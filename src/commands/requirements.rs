//! Check-requirements command implementation.
//!
//! Validates process table access and reports the result.

use crate::startup_checks::validate_requirements;
use herakles_check_procs::process::ProcFs;

/// Returns `true` when every requirement is met.
pub fn command_check_requirements(procfs: &ProcFs) -> bool {
    println!("🔍 Checking Runtime Requirements");
    println!("================================\n");

    match validate_requirements(procfs) {
        Ok(report) => {
            println!(
                "   ✅ {} processes visible under {}",
                report.visible_processes,
                procfs.root().display()
            );
            println!("   ✅ Own status record parsed (name: {})", report.own_name);
            println!("\n✅ All requirements met");
            true
        }
        Err(e) => {
            println!("   ❌ {}", e);
            println!("\n❌ Requirements not met");
            false
        }
    }
}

+ + + + +

**Description of the task**
Generate a verbatim printout of all the entries.

**Solution**
filename src/commands/requirements.rs
//! Check-requirements command implementation.
//!
//! Validates process table access and reports the result.

use crate::startup_checks::validate_requirements;
use herakles_check_procs::process::ProcFs;

/// Returns `true` when every requirement is met.
pub fn command_check_requirements(procfs: &ProcFs) -> bool {
    println!("🔍 Checking Runtime Requirements");
    println!("================================\n");

    match validate_requirements(procfs) {
        Ok(report) => {
            println!(
                "   ✅ {} processes visible under {}",
                report.visible_processes,
                procfs.root().display()
            );
            println!("   ✅ Own status record parsed (name: {})", report.own_name);
            println!("\n✅ All requirements met");
            true
        }
        Err(e) => {
            println!("   ❌ {}", e);
            println!("\n❌ Requirements not met");
            false
        }
    }
}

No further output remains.